History

United States
- Name: William Byrd
- Namesake: William Byrd II
- Owner: War Shipping Administration (WSA)
- Operator: United Fruit Co.
- Ordered: as type (EC2-S-C1) hull, MC hull 1203
- Builder: St. Johns River Shipbuilding Company, Jacksonville, Florida
- Cost: $2,068,703
- Yard number: 11
- Way number: 5
- Laid down: 24 May 1943
- Launched: 20 August 1943
- Sponsored by: Miss Marjorie Byrd McCarty
- Completed: 5 September 1943
- Identification: Call sign: KXMB; ;
- Fate: Placed in the James River Reserve Fleet, Lee Hall, Virginia, 11 March 1948; Sold for scrapping, 22 January 1973, withdrawn from fleet, 18 May 1973;

General characteristics
- Class & type: Liberty ship; type EC2-S-C1, standard;
- Tonnage: 10,865 LT DWT; 7,176 GRT;
- Displacement: 3,380 long tons (3,434 t) (light); 14,245 long tons (14,474 t) (max);
- Length: 441 feet 6 inches (135 m) oa; 416 feet (127 m) pp; 427 feet (130 m) lwl;
- Beam: 57 feet (17 m)
- Draft: 27 ft 9.25 in (8.4646 m)
- Installed power: 2 × Oil fired 450 °F (232 °C) boilers, operating at 220 psi (1,500 kPa); 2,500 hp (1,900 kW);
- Propulsion: 1 × triple-expansion steam engine, (manufactured by Filer and Stowell, Milwaukee, Wisconsin); 1 × screw propeller;
- Speed: 11.5 knots (21.3 km/h; 13.2 mph)
- Capacity: 562,608 cubic feet (15,931 m^{3}) (grain); 499,573 cubic feet (14,146 m^{3}) (bale);
- Complement: 38–62 USMM; 21–40 USNAG;
- Armament: Varied by ship; Bow-mounted 3-inch (76 mm)/50-caliber gun; Stern-mounted 4-inch (102 mm)/50-caliber gun; 2–8 × single 20-millimeter (0.79 in) Oerlikon anti-aircraft (AA) cannons and/or,; 2–8 × 37-millimeter (1.46 in) M1 AA guns;

= SS William Byrd =

Liberty ship of WWII

SS William Byrd was a Liberty ship built in the United States during World War II. She was named after William Byrd II, an American planter and author from Charles City County, in colonial Virginia.
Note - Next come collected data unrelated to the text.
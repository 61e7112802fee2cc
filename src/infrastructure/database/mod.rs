pub mod connection_pool;

pub use connection_pool::ConnectionPool;
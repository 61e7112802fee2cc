use std::fmt;

#[derive(Debug)]
pub enum AppError {
    Database(String),
    Storage(String),
    Network(String),
    Timeout(String),
    Http { status: u16, message: String },
    Offline,
    Unauthorized(String),
    NotFound(String),
    InvalidInput(String),
    ValidationError(String),
    ConfigurationError(String),
    SerializationError(String),
    DeserializationError(String),
    Internal(String),
}

impl fmt::Display for AppError {
    fn fmt(&self, f: &mut fmt::Formatter<'_>) -> fmt::Result {
        match self {
            AppError::Database(msg) => write!(f, "Database error: {}", msg),
            AppError::Storage(msg) => write!(f, "Storage error: {}", msg),
            AppError::Network(msg) => write!(f, "Network error: {}", msg),
            AppError::Timeout(msg) => write!(f, "Request timed out: {}", msg),
            AppError::Http { status, message } => write!(f, "HTTP {}: {}", status, message),
            AppError::Offline => write!(f, "Offline"),
            AppError::Unauthorized(msg) => write!(f, "Unauthorized: {}", msg),
            AppError::NotFound(msg) => write!(f, "Not found: {}", msg),
            AppError::InvalidInput(msg) => write!(f, "Invalid input: {}", msg),
            AppError::ValidationError(msg) => write!(f, "Validation error: {}", msg),
            AppError::ConfigurationError(msg) => write!(f, "Configuration error: {}", msg),
            AppError::SerializationError(msg) => write!(f, "Serialization error: {}", msg),
            AppError::DeserializationError(msg) => write!(f, "Deserialization error: {}", msg),
            AppError::Internal(msg) => write!(f, "Internal error: {}", msg),
        }
    }
}

impl std::error::Error for AppError {}

impl From<sqlx::Error> for AppError {
    fn from(err: sqlx::Error) -> Self {
        AppError::Database(err.to_string())
    }
}

impl From<sqlx::migrate::MigrateError> for AppError {
    fn from(err: sqlx::migrate::MigrateError) -> Self {
        AppError::Database(err.to_string())
    }
}

impl From<serde_json::Error> for AppError {
    fn from(err: serde_json::Error) -> Self {
        AppError::SerializationError(err.to_string())
    }
}

impl From<reqwest::Error> for AppError {
    fn from(err: reqwest::Error) -> Self {
        if err.is_timeout() {
            AppError::Timeout(err.to_string())
        } else if let Some(status) = err.status() {
            AppError::Http {
                status: status.as_u16(),
                message: err.to_string(),
            }
        } else {
            AppError::Network(err.to_string())
        }
    }
}

impl From<String> for AppError {
    fn from(err: String) -> Self {
        AppError::Internal(err)
    }
}

impl From<&str> for AppError {
    fn from(err: &str) -> Self {
        AppError::Internal(err.to_string())
    }
}

impl From<anyhow::Error> for AppError {
    fn from(err: anyhow::Error) -> Self {
        AppError::Internal(err.to_string())
    }
}

pub type Result<T> = std::result::Result<T, AppError>;
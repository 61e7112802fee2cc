use super::api_client::LunchApiClient;
use crate::application::ports::SyncOperationHandler;
use crate::domain::entities::SyncQueueEntry;
use crate::domain::value_objects::SyncOperationType;
use crate::shared::config::OperationRoute;
use crate::shared::error::AppError;
use async_trait::async_trait;

/// Sends a queued envelope's payload as-is to a fixed endpoint.
pub struct HttpOperationHandler {
    op_type: SyncOperationType,
    path: String,
    client: LunchApiClient,
}

impl HttpOperationHandler {
    pub fn new(
        op_type: SyncOperationType,
        path: impl Into<String>,
        client: LunchApiClient,
    ) -> Self {
        Self {
            op_type,
            path: path.into(),
            client,
        }
    }

    pub fn from_route(route: &OperationRoute, client: LunchApiClient) -> Result<Self, AppError> {
        let op_type = SyncOperationType::new(route.op_type.clone())
            .map_err(AppError::ConfigurationError)?;
        Ok(Self::new(op_type, route.path.clone(), client))
    }

    pub fn path(&self) -> &str {
        &self.path
    }
}

#[async_trait]
impl SyncOperationHandler for HttpOperationHandler {
    fn operation_type(&self) -> &SyncOperationType {
        &self.op_type
    }

    async fn dispatch(&self, entry: &SyncQueueEntry, token: &str) -> Result<(), AppError> {
        self.client
            .post_json(&self.path, &entry.payload, Some(token))
            .await?;
        Ok(())
    }
}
He is considered the founder of Richmond, Virginia.

==Construction==
William Byrd was laid down on 24 May 1943, under a Maritime Commission (MARCOM) contract, MC hull 1203, by the St. Johns River Shipbuilding Company, Jacksonville, Florida; she was sponsored by Miss Marjorie Byrd McCarty, a descendant of the namesake, she was launched on 20 August 1943.

==History==
She was allocated to the United Fruit Co., on 5 September 1943. On 11 March 1948, she was placed in the James River Reserve Fleet, Lee Hall, Virginia. On 11 August 1953, she was withdrawn from the fleet to be loaded with grain under the "Grain Program 1953", she returned loaded with grain on 28 August 1953. She was again withdrawn from the fleet on 2 June 1956, to have the grain unloaded, she returned reloaded on 30 June 1956. On 16 March 1960, she was withdrawn from the fleet to be unloaded, she returned empty on 28 March 1960. She was sold for scrapping, 22 January 1973, to Luria Brothers and Company, for $59,577.75. She was withdrawn from the fleet, 18 May 1973.